Last time I took your advice I missed a once in a life time rally , Gols can be part of investment not an all in investment
czar
I think you meant 'Gold' is going down....don't conflate the metal with the current derivative market. It can lead to very unfortunate actions....
Buy phyzz silver...jeez, it's 15.60/oz right now, peeps. C'mon...load up. And with a GSR near 75:1 it's easily a huge discount compared to buying gold.
I mean really...would you rather have over 70 ounces of silver compared to 1 ounce of gold right now for the same money???
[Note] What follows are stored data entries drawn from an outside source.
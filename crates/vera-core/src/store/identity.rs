//! Identity Store: the registry of research IDs.
//!
//! Rows are never deleted. Deactivation flips `is_active`; history written by a
//! deactivated identity stays readable.

use rusqlite::{params, Connection, ErrorCode, OptionalExtension, Row};

use super::Database;
use crate::error::{VeraError, VeraResult};
use crate::types::{ms_to_datetime, now_ms, Identity};

/// Research IDs are short operator-assigned codes (e.g. `RID001`).
pub const MAX_RESEARCH_ID_LEN: usize = 50;

#[derive(Debug, Clone)]
pub struct IdentityStore {
    db: Database,
}

fn identity_from_row(r: &Row<'_>) -> rusqlite::Result<Identity> {
    Ok(Identity {
        research_id: r.get(0)?,
        created_at: ms_to_datetime(r.get(1)?),
        is_active: r.get(2)?,
        notes: r.get(3)?,
    })
}

impl IdentityStore {
    pub fn new(db: Database) -> Self {
        Self { db }
    }

    /// Create an active identity. Fails with `Conflict` when the id is taken.
    pub fn create(&self, research_id: &str, notes: Option<&str>) -> VeraResult<Identity> {
        self.create_with_status(research_id, notes, true)
    }

    pub fn create_with_status(
        &self,
        research_id: &str,
        notes: Option<&str>,
        is_active: bool,
    ) -> VeraResult<Identity> {
        let rid = research_id.trim();
        if rid.is_empty() {
            return Err(VeraError::InvalidArgument("research_id must not be empty".into()));
        }
        if rid.chars().count() > MAX_RESEARCH_ID_LEN {
            return Err(VeraError::InvalidArgument(format!(
                "research_id exceeds {} characters",
                MAX_RESEARCH_ID_LEN
            )));
        }
        let notes = notes.map(str::trim).filter(|n| !n.is_empty());
        let ts = now_ms();
        let conn = self.db.connect()?;
        let inserted = conn.execute(
            "INSERT INTO research_ids (research_id, created_at_ms, is_active, notes) VALUES (?1, ?2, ?3, ?4)",
            params![rid, ts, is_active, notes],
        );
        match inserted {
            Ok(_) => {}
            Err(rusqlite::Error::SqliteFailure(e, _)) if e.code == ErrorCode::ConstraintViolation => {
                return Err(VeraError::Conflict(format!("research ID {} already exists", rid)));
            }
            Err(e) => return Err(e.into()),
        }
        tracing::info!(target: "vera::identity", research_id = %rid, is_active, "Research ID created");
        Ok(Identity {
            research_id: rid.to_string(),
            is_active,
            created_at: ms_to_datetime(ts),
            notes: notes.map(str::to_string),
        })
    }

    pub fn get(&self, research_id: &str) -> VeraResult<Identity> {
        let conn = self.db.connect()?;
        Self::get_with(&conn, research_id)?
            .ok_or_else(|| VeraError::NotFound(format!("research ID {} not found", research_id)))
    }

    pub(crate) fn get_with(conn: &Connection, research_id: &str) -> rusqlite::Result<Option<Identity>> {
        conn.query_row(
            "SELECT research_id, created_at_ms, is_active, notes FROM research_ids WHERE research_id = ?1",
            params![research_id],
            identity_from_row,
        )
        .optional()
    }

    pub fn list(&self, include_inactive: bool) -> VeraResult<Vec<Identity>> {
        let conn = self.db.connect()?;
        let sql = if include_inactive {
            "SELECT research_id, created_at_ms, is_active, notes FROM research_ids ORDER BY id ASC"
        } else {
            "SELECT research_id, created_at_ms, is_active, notes FROM research_ids WHERE is_active = 1 ORDER BY id ASC"
        };
        let mut stmt = conn.prepare(sql)?;
        let rows = stmt
            .query_map([], identity_from_row)?
            .collect::<Result<Vec<_>, _>>()?;
        Ok(rows)
    }

    /// Idempotent activation toggle. Returns the identity as stored afterwards.
    pub fn set_active(&self, research_id: &str, active: bool) -> VeraResult<Identity> {
        let conn = self.db.connect()?;
        let changed = conn.execute(
            "UPDATE research_ids SET is_active = ?1 WHERE research_id = ?2",
            params![active, research_id],
        )?;
        if changed == 0 {
            return Err(VeraError::NotFound(format!("research ID {} not found", research_id)));
        }
        tracing::info!(target: "vera::identity", research_id, active, "Research ID status set");
        Self::get_with(&conn, research_id)?
            .ok_or_else(|| VeraError::NotFound(format!("research ID {} not found", research_id)))
    }

    pub fn update_notes(&self, research_id: &str, notes: Option<&str>) -> VeraResult<Identity> {
        let conn = self.db.connect()?;
        let notes = notes.map(str::trim).filter(|n| !n.is_empty());
        let changed = conn.execute(
            "UPDATE research_ids SET notes = ?1 WHERE research_id = ?2",
            params![notes, research_id],
        )?;
        if changed == 0 {
            return Err(VeraError::NotFound(format!("research ID {} not found", research_id)));
        }
        Self::get_with(&conn, research_id)?
            .ok_or_else(|| VeraError::NotFound(format!("research ID {} not found", research_id)))
    }

    /// Insert `RID001`..`RID010` for local testing. Existing ids are skipped.
    /// Returns (created, skipped).
    pub fn seed_test_ids(&self) -> VeraResult<(usize, usize)> {
        let mut created = 0;
        let mut skipped = 0;
        for n in 1..=10 {
            let rid = format!("RID{:03}", n);
            let notes = format!("Test research ID {:03}", n);
            match self.create(&rid, Some(&notes)) {
                Ok(_) => created += 1,
                Err(VeraError::Conflict(_)) => skipped += 1,
                Err(e) => return Err(e),
            }
        }
        Ok((created, skipped))
    }
}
When that GSR plummets back down to Earth in the very near future and we start to see ratios closing in on 30:1, 20:1 and hopefully 15:1 and lower, then trade some cheap silver in for some gold.
The swap trade is a great way to accumulate phyzz gold and silver cheaply by trading back and forth at the high and low ratios. Right now at nearly 75:1 this ratio hasn't been seen in nearly 5 years in Jan. 2009. And before that it was Nov. 2003!
After that in April 2004 it dropped down to 50:1 before a small spike up to 68:1. In April 2006 it dropped to 46:1. At the end of 2008 it peaked at 83:1. By May 2011 when silver hit 49/oz the GSR dropped to 30:1 for a very short time.
Now after this long downward trend the GSR has climbed back to 75:1.
Play these highs and lows and trade your phyzz back and forth and you will greatly increase your ounces for just the price of the premium over spot.
In 2011 I traded about 70 ounces of silver for 2 ounces of gold. a few weeks ago I traded that gold back for 140 ounces of silver. Doubled the original amount of silver I gave for that gold in just 2 years.
I'll definitely be trading silver in for some gold (not a whole lot) but a whatever feels rigth at the time when the GSR starts coming down to the 30's again.
So for the best bang for your Bennie Bucks right now it's phyzz silver all the freakin' way unless you're mega loaded with cash and just want lots of big gold bars.
I just Loaded up on a few more tubes of physical silver Eagles and Maple Leaf's at my local coin shop! My word, I LOVE these awesome Sale Days!